Combat Odds...

Lordleoz

Prince
Joined
Jul 15, 2012
Messages
399
Location
Shanghai, China
I put three full health Macemen in my capital, and my enemy Catherine had one Horse Archer and one Archer right next to the city, on a hill.

I charged my first Maceman at the Horse Archer with a 75%ish odd, dead.
I charged my second Maceman at that same Horse Archer with a 90% odd, dead.
I charged my third Maceman at the Archer with a 94.5% odd, dead.

My capital is empty now.

Game over.

Similar things happened not only once. Not complaining, but still...
 
Why attack under such circumstances? Next time defend. You had more units, fortify them and get some archers / longbows to defend.
 
In this situation 75% chance attack was too high risk without direct dangers (if I would lose 1st Mace, 2nd and 3rd would defend city - little damaged HA can't do anything against Full strength Mace behind city walls even without Fortity bonus... and archers are bad attackers, still great city and HILL defense)...
And I understand how "painfull" were 90 and 94.5% lost battles...
 
True that, I just didn't want those guys to pillage my improvements, since there were towns right next to the enemies. I thought the sacrifice of one Maceman would worth it, but who knows I'll lose all three of them :)
 
Bad luck that--about a 0.14% chance of that happening.

Bigger questions are:

1) Why are you defending your city with only macemen? Macemen are 70 :hammers:, longbowmen are 50 :hammers: and better defenders.

2) How did an AI get units all the way to your capitol in the medieval era (at least for you)? I'd expect at least one ring of cities around, even at high levels. But with you cranking out macemen when Cathy's only able to get ancient/classical units, I suspect you're not playing deity.
 
Best way to put it for yourself is analogical to poker play. When I had played 10 years and started to know most of the odds from head, I was sure game is treating me unfairly. I was very often sucked out at 90% + winning odds, while the opposite was occurring very rarely. I was sure I was not lucky enough to play poker profitably - what a unfair game it was!

Some years later I understood "post mortem" why I was getting "suckies" much more often that giving ones myself: I was not unlucky, I was just good enough not to put my nose into situations where I was a big underdog.
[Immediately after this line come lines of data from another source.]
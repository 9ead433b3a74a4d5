//! # Sagaflow Testing
//!
//! Testing utilities and helpers for Sagaflow.
//!
//! This crate provides:
//! - [`InMemoryBroker`]: a full in-process [`Broker`](sagaflow_core::Broker)
//!   implementation that can drive a coordinator loop end to end
//! - Mock implementations of environment seams ([`FixedClock`])
//! - A tracing initializer for readable test output
//!
//! ## Example
//!
//! ```ignore
//! use sagaflow_testing::InMemoryBroker;
//! use std::time::Duration;
//!
//! #[tokio::test]
//! async fn order_saga_completes() {
//!     let broker = InMemoryBroker::new();
//!     let coordinator = Coordinator::new(Arc::new(broker.clone()), pool, "saga-commands");
//!     coordinator.start(options).await.unwrap();
//!
//!     coordinator.write(&SagaCommand::begin_saga("order", "saga-1", params)).await.unwrap();
//!     broker
//!         .wait_for_kind("saga-commands", CommandKind::EndSaga, Duration::from_secs(1))
//!         .await
//!         .unwrap();
//! }
//! ```

use chrono::{DateTime, Utc};
use sagaflow_core::environment::Clock;

/// In-memory broker for driving coordinator tests.
pub mod broker_mock;

/// Mock implementations for testing.
pub mod mocks {
    use super::{Clock, DateTime, Utc};

    /// Fixed clock for deterministic tests
    ///
    /// Always returns the same time, making tests reproducible.
    ///
    /// # Example
    ///
    /// ```
    /// use sagaflow_testing::mocks::FixedClock;
    /// use sagaflow_core::environment::Clock;
    /// use chrono::Utc;
    ///
    /// let clock = FixedClock::new(Utc::now());
    /// let time1 = clock.now();
    /// let time2 = clock.now();
    /// assert_eq!(time1, time2); // Always the same!
    /// ```
    #[derive(Debug, Clone)]
    pub struct FixedClock {
        time: DateTime<Utc>,
    }

    impl FixedClock {
        /// Create a new fixed clock with the given time
        #[must_use]
        pub const fn new(time: DateTime<Utc>) -> Self {
            Self { time }
        }
    }

    impl Clock for FixedClock {
        fn now(&self) -> DateTime<Utc> {
            self.time
        }
    }

    /// Create a default fixed clock for tests (2025-01-01 00:00:00 UTC)
    ///
    /// # Panics
    ///
    /// This function will panic if the hardcoded timestamp fails to parse,
    /// which should never happen in practice.
    #[must_use]
    #[allow(clippy::expect_used)]
    pub fn test_clock() -> FixedClock {
        FixedClock::new(
            DateTime::parse_from_rfc3339("2025-01-01T00:00:00Z")
                .expect("hardcoded timestamp should always parse")
                .with_timezone(&Utc),
        )
    }
}

/// Initialize a tracing subscriber for test output.
///
/// Honors `RUST_LOG`; defaults to `info`. Safe to call from several tests -
/// only the first initialization wins.
pub fn init_test_tracing() {
    let _ = tracing_subscriber::fmt()
        .with_env_filter(
            tracing_subscriber::EnvFilter::try_from_default_env()
                .unwrap_or_else(|_| tracing_subscriber::EnvFilter::new("info")),
        )
        .with_test_writer()
        .try_init();
}

// Re-export commonly used items
pub use broker_mock::{InMemoryBroker, WaitTimeout};
pub use mocks::{FixedClock, test_clock};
The same goes for civilization: if you were playing civ as AI does, sometime running countless numbers against seemingly impossible odds, once in few thousand repetitions you would be successful too. As you never attack with propability less than decent, you get the feeling that game is unfair to you.
 
Oh and else: game is not over with capitol gone. Switch to slavery and whip some more macemen. Expecting you to have a little more luck this time, you would have your capitol back in no time.
 
I've seen a deity playthrough where the player lost his capital to a barbarian and recaptured next turn. He ended up winning the game with a real high score. Sometimes, this kind of thing causes your capital to move to a better bureau location (meaning you got a free palace) :lol:.

IMO, you should have remained defending in your city. +25% fortification and whatever tile bonuses (culture and hill if applicable) get added to that. Just the fortification bonus would give you another 2 strength. They would never have taken your city. Pillaged tiles are easy to fix with workers but rebuilding granary/barracks/library is quite costly.
 
@Lennier I usually just put a warrior in my capital, but the two maceman arrived (just built by other cities) one turn before Catherine's units came so I let the two stay and upgraded my warrior. Yes, my capital was sort of close to the front line. I was playing at Monarch difficulty.
 
Whipping longbows would have been preferable and you could've done this while the AI was making its way to the capital (those units only have 1 movement point in enemy territory). 1 longbow would have stopped both AI units and you could upgrade the warrior for piece of mind. Tip: if in a war in the early or mid game, go into slavery. The 1 turn of anarchy can transform a scary situation into one where you are capturing cities.

As I have been moving up the difficulty ladder and remember the monarch level well, I would suggest that you stay away from early wars with 1-move units. Although there are some situations that merit it and they are certainly possible to pull off, mounted wars are usually much more successful and efficient as you only need to whip 1 unit type and they are FAST FAST FAST. If you like siege wars, you'll want to beeline/rush to the techs that unlock those siege. On higher levels, if you don't perform a beeline/rush, your siege can get obsoleted too quickly to capitalize on (ie AI get longbows while you're still pushing catapults). Although this can still work, the war will certainly last longer and be much more costly both in :gold: and :hammers: and can lead to stagnation. I, personally, like the engineering rush (it's something different) and the lib-cannon rush (cannons are only really stopped by infantry and even then pure numbers can still overwhelm).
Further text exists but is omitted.